The post-World War II period also saw tremendous advances in civil rights. Color bars-restrictions on employment by race-were severely reduced. In the 1930's, Ford was the only Detroit automaker that would employ America's Blacks, and even Ford restricted them to a few types and locations of jobs. Marriage bars-policies that women should be fired upon marriage or upon pregnancy-were also reduced. Equality of opportunity no matter what your race or sex at least became an avowed goal. In southern rural school systems before the Brown v. Board of Education of Topeka desegregation decision, the school year for Blacks typically had only one-third as many classroom hours as the school year for whites. Even though opportunities by the 1970's still depended heavily on class and race, opportunities for upward mobility were significantly enhanced by public educational systems, public colleges, and a federal government formally unwilling to allow your right to hire, serve, or sell to whomever you chose to extended to classifications based on race.
The end of formal and official racism in American society is an enormous accomplishment, and a battle that looks likely to remain won. Right wing voices complaining that federal curbs on the freedom to discriminate damaged federalism, infringed on privacy, or threatened to create economic stagnation grew weaker as time passed. And right wing complaints against equality of opportunity-that such an "ideal" deserved nothing but scorn: "a world turned upside-down indeed! [T]he very idea of such a society is inherently absurd" because upward mobility on the part of the children of the poor required downward mobility on the part of the children of the rich-were greatly at odds with the consensus belief about the true nature of America. For example, Abraham Lincoln said on the eve of the Civil War:
Southern men declare that their slaves are better off than hired laborers amongst us. How little they know whereof they speak! There is no permanent class of hired laborers amongst us. Twenty five years ago, I was a hired laborer. The hired laborer of yesterday, labors on his own account today; and will hire others to labor for him tomorrow. Advancement-improvement in condition-is the order of things in a society of equals
Lincoln's free soil answer was that Blacks in the South were indeed enslaved to the Lords of the Lash, but that workers in the North were not enslaved to the Lords of the Loom, but had their own "capital" in the forms of property, tools, or skills. Their property, tools, and skills made them-even though they did not own or boss anyone-much more proprietors of their own capabilities than subjects of some lump of capital: they could always leave one employment and sell their valuable skills elsewhere. Free upward mobility-both absolute and relative-if you worked hard was the central promise of America.
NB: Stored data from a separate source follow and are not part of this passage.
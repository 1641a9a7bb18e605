use axum::{
    extract::{rejection::QueryRejection, Path, Query, State},
    response::Json,
    Extension,
};
use serde::{Deserialize, Serialize};
use std::sync::Arc;
use worklist_core::{is_valid_id, Column, Panel, Permission, Row, TableEngine, TableQuery};

use super::load_panel;
use crate::{
    auth::AuthUser,
    error::{ApiError, ApiResult},
    fhir_source::FhirSource,
    AppState,
};

#[derive(Debug, Default, Deserialize)]
pub struct RowsParams {
    /// View id; the panel's default view applies when omitted
    pub view: Option<String>,
    pub search: Option<String>,
    #[serde(default)]
    pub offset: usize,
    pub limit: Option<usize>,
    #[serde(default)]
    pub refresh: bool,
}

#[derive(Debug, Serialize)]
pub struct RowsPage {
    pub total: usize,
    pub offset: usize,
    pub limit: usize,
    pub columns: Vec<Column>,
    pub rows: Vec<Row>,
}

fn fhir_source(state: &AppState) -> ApiResult<&FhirSource> {
    state
        .fhir
        .as_ref()
        .ok_or_else(|| ApiError::Upstream("No FHIR data source is configured".into()))
}

fn engine_for(state: &AppState, columns: &[Column]) -> TableEngine {
    TableEngine::new(columns, state.eval_context()).with_week_start(state.week_start)
}

/// Filtered, sorted and paginated rows of a panel (GET /panels/{id}/rows)
pub async fn list_rows(
    State(state): State<Arc<AppState>>,
    Extension(user): Extension<AuthUser>,
    Path(id): Path<String>,
    params: Result<Query<RowsParams>, QueryRejection>,
) -> ApiResult<Json<RowsPage>> {
    let Query(params) = params?;
    let panel = load_panel(&state, &user, &id, Permission::Viewer)?;

    let view = match &params.view {
        Some(view_id) => Some(
            state
                .store
                .get_view(&panel.id, view_id)?
                .ok_or_else(|| ApiError::NotFound(format!("View not found: {}", view_id)))?,
        ),
        None => state.store.default_view(&panel.id)?,
    };

    let table = &state.config.table;
    let limit = params
        .limit
        .unwrap_or(table.default_page_size)
        .min(table.max_page_size);

    let (columns, query) = match &view {
        Some(view) => (
            view.columns_for(&panel),
            view.to_query(params.offset, Some(limit), params.search.as_deref()),
        ),
        None => (
            panel.columns.clone(),
            TableQuery {
                search: params.search.clone(),
                offset: params.offset,
                limit: Some(limit),
                ..TableQuery::default()
            },
        ),
    };

    let resources = fhir_source(&state)?
        .search(&panel.data_source, params.refresh)
        .await?;

    let engine = engine_for(&state, &columns);
    let rows = engine.build_rows(&resources).await;
    let result = engine.apply(rows, &query).await?;

    tracing::debug!(
        panel_id = %panel.id,
        view = ?view.as_ref().map(|v| &v.id),
        fetched = resources.len(),
        matched = result.total,
        "Built panel rows"
    );

    Ok(Json(RowsPage {
        total: result.total,
        offset: params.offset,
        limit,
        columns,
        rows: result.rows,
    }))
}

/// A single resource with its resolved cells (GET /panels/{id}/rows/{resource_id})
pub async fn get_row(
    State(state): State<Arc<AppState>>,
    Extension(user): Extension<AuthUser>,
    Path((id, resource_id)): Path<(String, String)>,
) -> ApiResult<Json<Row>> {
    let panel: Panel = load_panel(&state, &user, &id, Permission::Viewer)?;
    let not_found = || ApiError::NotFound(format!("Resource not found: {}", resource_id));
    if !is_valid_id(&resource_id) {
        return Err(not_found());
    }
    let source = fhir_source(&state)?;

    let cached = source
        .search(&panel.data_source, false)
        .await?
        .iter()
        .find(|r| r.get("id").and_then(|v| v.as_str()) == Some(resource_id.as_str()))
        .cloned();

    let resource = match cached {
        Some(resource) => resource,
        None => source
            .read(panel.data_source.resource_type.as_str(), &resource_id)
            .await?
            .ok_or_else(not_found)?,
    };

    let row = engine_for(&state, &panel.columns).build_row(&resource).await;
    Ok(Json(row))
}
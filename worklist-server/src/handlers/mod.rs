pub mod acl;
pub mod columns;
pub mod evaluate;
pub mod panels;
pub mod rows;
pub mod views;

use axum::{
    extract::rejection::{JsonRejection, QueryRejection},
    response::{IntoResponse, Json},
};
use serde_json::json;
use worklist_core::{Panel, Permission};

use crate::{
    auth::{self, AuthUser},
    error::{ApiError, ApiResult},
    AppState,
};

/// Health check (GET /health)
pub async fn health_check() -> impl IntoResponse {
    Json(json!({
        "status": "ok",
        "version": env!("CARGO_PKG_VERSION"),
    }))
}

impl From<JsonRejection> for ApiError {
    fn from(rejection: JsonRejection) -> Self {
        ApiError::BadRequest(rejection.body_text())
    }
}

impl From<QueryRejection> for ApiError {
    fn from(rejection: QueryRejection) -> Self {
        ApiError::BadRequest(rejection.body_text())
    }
}

/// Load a panel and check the caller's access to it
pub fn load_panel(
    state: &AppState,
    user: &AuthUser,
    id: &str,
    required: Permission,
) -> ApiResult<Panel> {
    let panel = state
        .store
        .get_panel(id)?
        .ok_or_else(|| ApiError::NotFound(format!("Panel not found: {}", id)))?;
    auth::authorize(state, user, id, required)?;
    Ok(panel)
}

pub fn new_id() -> String {
    uuid::Uuid::new_v4().to_string()
}
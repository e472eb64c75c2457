//! Formatting of generated source.

use thiserror::Error;

/// Formatting failed; the caller falls back to the raw text.
#[derive(Debug, Error)]
pub enum FormatError {
    #[error("generated code does not parse: {0}")]
    Syntax(#[from] syn::Error),
}

/// Turns raw generated text into its final layout.
pub trait Formatter {
    fn format(&self, raw: &str) -> Result<String, FormatError>;
}

/// `prettyplease`-backed formatter. Leading `//` comment lines are kept
/// verbatim since the syntax tree does not carry them.
#[derive(Debug, Clone, Copy, Default)]
pub struct PrettyFormatter;

impl Formatter for PrettyFormatter {
    fn format(&self, raw: &str) -> Result<String, FormatError> {
        let (banner, body) = split_banner(raw);
        let file = syn::parse_file(body)?;
        let pretty = prettyplease::unparse(&file);

        let mut out = String::with_capacity(banner.len() + pretty.len() + 1);
        if !banner.is_empty() {
            out.push_str(banner);
            out.push('\n');
        }
        out.push_str(&pretty);
        Ok(out)
    }
}

/// Leaves the text untouched.
#[derive(Debug, Clone, Copy, Default)]
pub struct RawFormatter;

impl Formatter for RawFormatter {
    fn format(&self, raw: &str) -> Result<String, FormatError> {
        Ok(raw.to_string())
    }
}

/// Split off the leading run of `//` lines (with their newlines).
fn split_banner(raw: &str) -> (&str, &str) {
    let mut end = 0;
    for line in raw.split_inclusive('\n') {
        if !line.starts_with("//") || line.starts_with("///") || line.starts_with("//!") {
            break;
        }
        end += line.len();
    }
    raw.split_at(end)
}

#[cfg(test)]
mod tests {
    use super::*;

    #[test]
    fn test_split_banner() {
        let (banner, body) = split_banner("// a\n// b\n\nfn x() {}\n");
        assert_eq!(banner, "// a\n// b\n");
        assert_eq!(body, "\nfn x() {}\n");

        let (banner, body) = split_banner("/// doc\nfn x() {}");
        assert_eq!(banner, "");
        assert_eq!(body, "/// doc\nfn x() {}");
    }

    #[test]
    fn test_pretty_keeps_banner() {
        let raw = "// Code generated by \"ngormgen\"; DO NOT EDIT.\n\nfn   x ( ) -> i32 { 1 }";
        let out = PrettyFormatter.format(raw).unwrap();
        assert!(out.starts_with("// Code generated by \"ngormgen\"; DO NOT EDIT.\n\n"));
        assert!(out.contains("fn x() -> i32 {\n    1\n}"));
    }

    #[test]
    fn test_pretty_rejects_invalid_code() {
        assert!(PrettyFormatter.format("// x\nfn (").is_err());
    }

    #[test]
    fn test_raw_is_identity() {
        assert_eq!(RawFormatter.format("fn   x(){}").unwrap(), "fn   x(){}");
    }
}
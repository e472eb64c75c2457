//! Template emission.
//!
//! Every vertex and edge model gets one `impl` block holding its constants,
//! accessors, statements and binders, plus a companion list type. Plain
//! models produce nothing. Fragments are appended to a [`SourceBuilder`] in
//! model order; the aggregate `create_schema` routine comes last.

mod accessors;
mod dispatch;
mod mutate;
mod query;
mod schema;

pub use schema::schema_statements;

use proc_macro2::{Span, TokenStream};
use quote::{format_ident, quote};
use syn::Ident;

use crate::codec::SemanticType;
use crate::error::{GenError, Result};
use crate::model::{EntityKind, EntityModel, FieldModel};

/// Accumulates generated items behind a banner.
#[derive(Debug, Default)]
pub struct SourceBuilder {
    banner: Vec<String>,
    body: TokenStream,
}

impl SourceBuilder {
    pub fn new() -> Self {
        Self::default()
    }

    /// Add a `//` comment line to the banner.
    pub fn banner_line(&mut self, line: impl Into<String>) {
        self.banner.push(line.into());
    }

    pub fn push(&mut self, tokens: TokenStream) {
        self.body.extend(tokens);
    }

    pub fn is_empty(&self) -> bool {
        self.body.is_empty()
    }

    /// Banner lines followed by the unformatted body.
    pub fn finish(self) -> String {
        let mut out = String::new();
        for line in &self.banner {
            out.push_str("// ");
            out.push_str(line);
            out.push('\n');
        }
        out.push('\n');
        out.push_str(&self.body.to_string());
        out.push('\n');
        out
    }
}

/// Settings shared by every fragment.
#[derive(Debug, Clone)]
pub struct EmitOptions {
    /// Runtime crate path as tokens (`::ngorm`).
    pub runtime: TokenStream,
    /// Carry struct doc comments into `CREATE TAG/EDGE ... COMMENT = '...'`.
    pub line_comment: bool,
}

impl EmitOptions {
    pub fn new(runtime: &str, line_comment: bool) -> Result<Self> {
        let path: syn::Path =
            syn::parse_str(runtime).map_err(|_| GenError::RuntimePath(runtime.to_string()))?;
        Ok(Self {
            runtime: quote!(#path),
            line_comment,
        })
    }
}

/// A property with its resolved codec.
pub(crate) struct ResolvedField<'a> {
    pub model: &'a FieldModel,
    pub ty: SemanticType,
    pub ident: Ident,
}

impl ResolvedField<'_> {
    pub fn name(&self) -> &str {
        &self.model.external_name
    }
}

/// One graph model prepared for emission.
pub(crate) struct EntityContext<'a> {
    pub entity: &'a EntityModel,
    pub ident: Ident,
    pub marker: Ident,
    pub fields: Vec<ResolvedField<'a>>,
    pub options: &'a EmitOptions,
}

impl<'a> EntityContext<'a> {
    fn new(entity: &'a EntityModel, options: &'a EmitOptions) -> Result<Self> {
        let fields = entity
            .fields
            .iter()
            .map(|field| {
                Ok(ResolvedField {
                    ty: SemanticType::resolve(entity, field)?,
                    ident: ident(&field.declared_name),
                    model: field,
                })
            })
            .collect::<Result<Vec<_>>>()?;

        let marker = match entity.marker_field.as_deref() {
            Some(marker) => marker,
            None if entity.kind == EntityKind::Vertex => "tag",
            None => "edge",
        };

        Ok(Self {
            entity,
            ident: ident(&entity.declared_name),
            marker: ident(marker),
            fields,
            options,
        })
    }

    pub fn rt(&self) -> &TokenStream {
        &self.options.runtime
    }

    pub fn label(&self) -> &str {
        &self.entity.external_name
    }

    pub fn is_vertex(&self) -> bool {
        self.entity.kind == EntityKind::Vertex
    }

    /// `TAG_NAME` or `EDGE_NAME`.
    pub fn label_const(&self) -> Ident {
        if self.is_vertex() {
            format_ident!("TAG_NAME")
        } else {
            format_ident!("EDGE_NAME")
        }
    }

    /// Result column alias of a property: `<label>_<prop>`.
    pub fn column(&self, prop: &str) -> String {
        format!("{}_{}", self.label(), prop)
    }

    pub fn list_ident(&self) -> Ident {
        format_ident!("{}List", self.ident)
    }
}

/// Identifier for a declared name, raw when it is a keyword.
fn ident(name: &str) -> Ident {
    syn::parse_str::<Ident>(name).unwrap_or_else(|_| Ident::new_raw(name, Span::call_site()))
}

/// Emit every graph model followed by `create_schema`.
pub fn emit_models(
    builder: &mut SourceBuilder,
    entities: &[EntityModel],
    options: &EmitOptions,
) -> Result<()> {
    let mut graph = Vec::new();
    for entity in entities.iter().filter(|e| e.kind.is_graph()) {
        let ctx = EntityContext::new(entity, options)?;
        emit_entity(builder, &ctx);
        graph.push(ctx.ident);
    }

    let rt = &options.runtime;
    let allow = graph
        .is_empty()
        .then(|| quote!(#[allow(unused_variables)]));
    builder.push(quote! {
        /// Create every tag, edge and index declared in this module.
        #allow
        pub fn create_schema<S: #rt::Session>(session: &mut S) {
            #( #graph::create(session); )*
        }
    });
    Ok(())
}

fn emit_entity(builder: &mut SourceBuilder, ctx: &EntityContext<'_>) {
    let ident = &ctx.ident;

    let consts = accessors::constants(ctx);
    let fields = accessors::field_lists(ctx);
    let name_values = accessors::nql_name_values(ctx);
    let values = accessors::nql_values(ctx);
    let names = accessors::nql_names();
    let bind = accessors::nql_bind(ctx);
    let create = schema::create(ctx);
    let insert = mutate::insert(ctx);
    let bind_record = query::bind_record(ctx);
    let condition = query::condition_item(ctx);
    let bind_one = query::bind_one(ctx);
    let one = query::one(ctx);
    let list = query::list(ctx);
    let remove = mutate::remove_by_id(ctx);
    let gen_id = mutate::gen_id(ctx);

    builder.push(quote! {
        impl #ident {
            #consts
            #fields
            #name_values
            #values
            #names
            #bind
            #create
            #insert
            #bind_record
            #condition
            #bind_one
            #one
            #list
            #remove
            #gen_id
        }
    });
    builder.push(accessors::model_trait(ctx));
    builder.push(query::list_type(ctx));
}
use ngorm::{Edge, Model, Tag};

/// Someone in the graph.
#[derive(Debug, Clone, Default, PartialEq, Model)]
pub struct Person {
    pub tag: Tag,
    pub name: String,
    #[ngorm(idx)]
    pub age: i32,
}

#[derive(Debug, Clone, Default, PartialEq, Model)]
pub struct Ordered {
    pub tag: Tag,
    pub b: i64,
    pub a: String,
    pub c: f32,
}

/// One property of every supported type.
#[derive(Debug, Clone, Default, PartialEq, Model)]
#[ngorm(name = "sample_v")]
pub struct Sample {
    pub tag: Box<Tag>,
    pub text: String,
    pub n: isize,
    pub n8: i8,
    pub n16: i16,
    #[ngorm(idx = "n32, n64")]
    pub n32: i32,
    pub n64: i64,
    pub ratio: f32,
    pub weight: f64,
    #[ngorm(skip)]
    pub cached: String,
    pub labels: Vec<String>,
}

#[derive(Debug, Clone, Default, PartialEq, Model)]
pub struct Follow {
    pub edge: Edge,
    pub degree: f64,
    #[ngorm(name = "since_ts")]
    pub since: i64,
}

/// Not part of the graph.
#[derive(Debug, Clone, Default, PartialEq)]
pub struct Settings {
    pub theme: String,
}

mod generated {
    include!(concat!(env!("OUT_DIR"), "/ngorm_generate.rs"));
}

pub use generated::*;
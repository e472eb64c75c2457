//! Default values for ngormgen configuration.
//!
//! All hardcoded defaults are centralized here for easy maintenance.

// ============================================================================
// Scan Defaults
// ============================================================================

/// Extension of declaration files.
pub const DECLARATION_EXTENSION: &str = "rs";

/// First-line marker of files written by the generator; such files are never scanned.
pub const GENERATED_MARKER: &str = "// Code generated by";

/// Marker type embedded by vertex models.
pub const TAG_MARKER: &str = "Tag";

/// Marker type embedded by edge models.
pub const EDGE_MARKER: &str = "Edge";

/// Attribute namespace for per-field and per-struct options.
pub const ATTRIBUTE_NAME: &str = "ngorm";

// ============================================================================
// Output Defaults
// ============================================================================

/// Output file written beside the scanned declarations.
pub const DEFAULT_OUTPUT_FILE: &str = "ngorm_generate.rs";

/// Path of the runtime crate referenced by generated code.
pub const DEFAULT_RUNTIME_PATH: &str = "::ngorm";

/// Tool name quoted in the generated-by banner.
pub const TOOL_NAME: &str = "ngormgen";

// ============================================================================
// Config Files
// ============================================================================

/// Project-local configuration file.
pub const PROJECT_CONFIG_FILE: &str = "ngorm.toml";

/// Directory under the user config dir holding `config.toml`.
pub const USER_CONFIG_DIR: &str = "ngorm";
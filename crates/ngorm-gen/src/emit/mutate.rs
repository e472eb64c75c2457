//! Insert, delete and identity assignment.

use proc_macro2::TokenStream;
use quote::quote;

use super::EntityContext;

/// Identity part of a statement: `<id>` or `<src>-><dst>[@<rank>]`.
fn key(ctx: &EntityContext<'_>) -> TokenStream {
    let rt = ctx.rt();
    let marker = &ctx.marker;
    if ctx.is_vertex() {
        quote!(#rt::nql::int(self.#marker.id()))
    } else {
        quote!(#rt::nql::edge_key(self.#marker.src(), self.#marker.dst(), self.#marker.rank()))
    }
}

pub(crate) fn insert(ctx: &EntityContext<'_>) -> TokenStream {
    let rt = ctx.rt();
    let key = key(ctx);
    let (template, label) = if ctx.is_vertex() {
        ("insert VERTEX {}({}) VALUES {}:({})", quote!(Self::TAG_NAME))
    } else {
        ("insert EDGE {}({}) VALUES {}:({})", quote!(Self::EDGE_NAME))
    };

    quote! {
        /// Insert the requested properties (all of them when `fields` is empty).
        pub fn insert<S: #rt::Session>(&self, session: &mut S, fields: &[&str]) {
            let fields = if fields.is_empty() {
                Self::all_fields()
            } else {
                fields
            };
            let nql = format!(
                #template,
                #label,
                Self::nql_names(fields),
                #key,
                self.nql_values(fields)
            );
            #rt::nql::execute(session, &nql);
        }
    }
}

pub(crate) fn remove_by_id(ctx: &EntityContext<'_>) -> TokenStream {
    let rt = ctx.rt();
    let key = key(ctx);
    let nql = if ctx.is_vertex() {
        quote!(format!("DELETE VERTEX {} WITH EDGE", #key))
    } else {
        quote!(format!("DELETE EDGE {} {}", Self::EDGE_NAME, #key))
    };

    quote! {
        /// Delete this model by identity.
        pub fn remove_by_id<S: #rt::Session>(&self, session: &mut S) {
            let nql = #nql;
            #rt::nql::execute(session, &nql);
        }
    }
}

/// Vertices only.
pub(crate) fn gen_id(ctx: &EntityContext<'_>) -> TokenStream {
    if !ctx.is_vertex() {
        return TokenStream::new();
    }
    let rt = ctx.rt();
    let marker = &ctx.marker;

    quote! {
        /// Assign a fresh identity from `generator`.
        pub fn gen_id(&mut self, generator: &impl #rt::IdGenerator) {
            self.#marker.gen_id(generator);
        }
    }
}

#[cfg(test)]
mod tests {
    use super::*;
    use crate::emit::tests::person;
    use crate::emit::EmitOptions;
    use crate::model::EntityKind;

    #[test]
    fn test_vertex_statements() {
        let options = EmitOptions::new("::ngorm", false).unwrap();
        let entity = person();
        let ctx = EntityContext::new(&entity, &options).unwrap();

        let insert = insert(&ctx).to_string();
        assert!(insert.contains(r#""insert VERTEX {}({}) VALUES {}:({})""#));
        assert!(insert.contains("self . tag . id ()"));

        let remove = remove_by_id(&ctx).to_string();
        assert!(remove.contains("DELETE VERTEX {} WITH EDGE"));
        assert!(!gen_id(&ctx).is_empty());
    }

    #[test]
    fn test_edge_statements() {
        let options = EmitOptions::new("::ngorm", false).unwrap();
        let mut entity = person();
        entity.kind = EntityKind::Edge;
        entity.marker_field = Some("link".to_string());
        let ctx = EntityContext::new(&entity, &options).unwrap();

        let insert = insert(&ctx).to_string();
        assert!(insert.contains("insert EDGE"));
        assert!(insert.contains("edge_key (self . link . src ()"));
        assert!(remove_by_id(&ctx).to_string().contains("DELETE EDGE {} {}"));
        assert!(gen_id(&ctx).is_empty());
    }
}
The argument that America is a middle-class society, not a society of workers and capitalists, recurs throughout American history. Around 1900 German sociologists had a furious debate on why the United States had no socialist party; in the 1920's, AT&T ran advertisements showing a housewife in an apron peeling potatoes, with the caption "one of the owners of the Bell System." There is a great deal of truth in this "American ideology." But it is more true today, when college professors earn, on average, a little less than twice the average wage, then it was back in 1900 when college professors earned perhaps six times the average wage.
Class and Status in America
The levelling of the income distribution had important social consequences in the United States. It was the driving force behind a severe reduction in class distinctions. In 1900, the largest gap in social status and class was between the rich on the one hand, and the middle class and poor on the other. By the post-World War II era this had changed. America had become a "middle class society"-meaning that the major gulf lay between the poor and the rest, middle class and rich.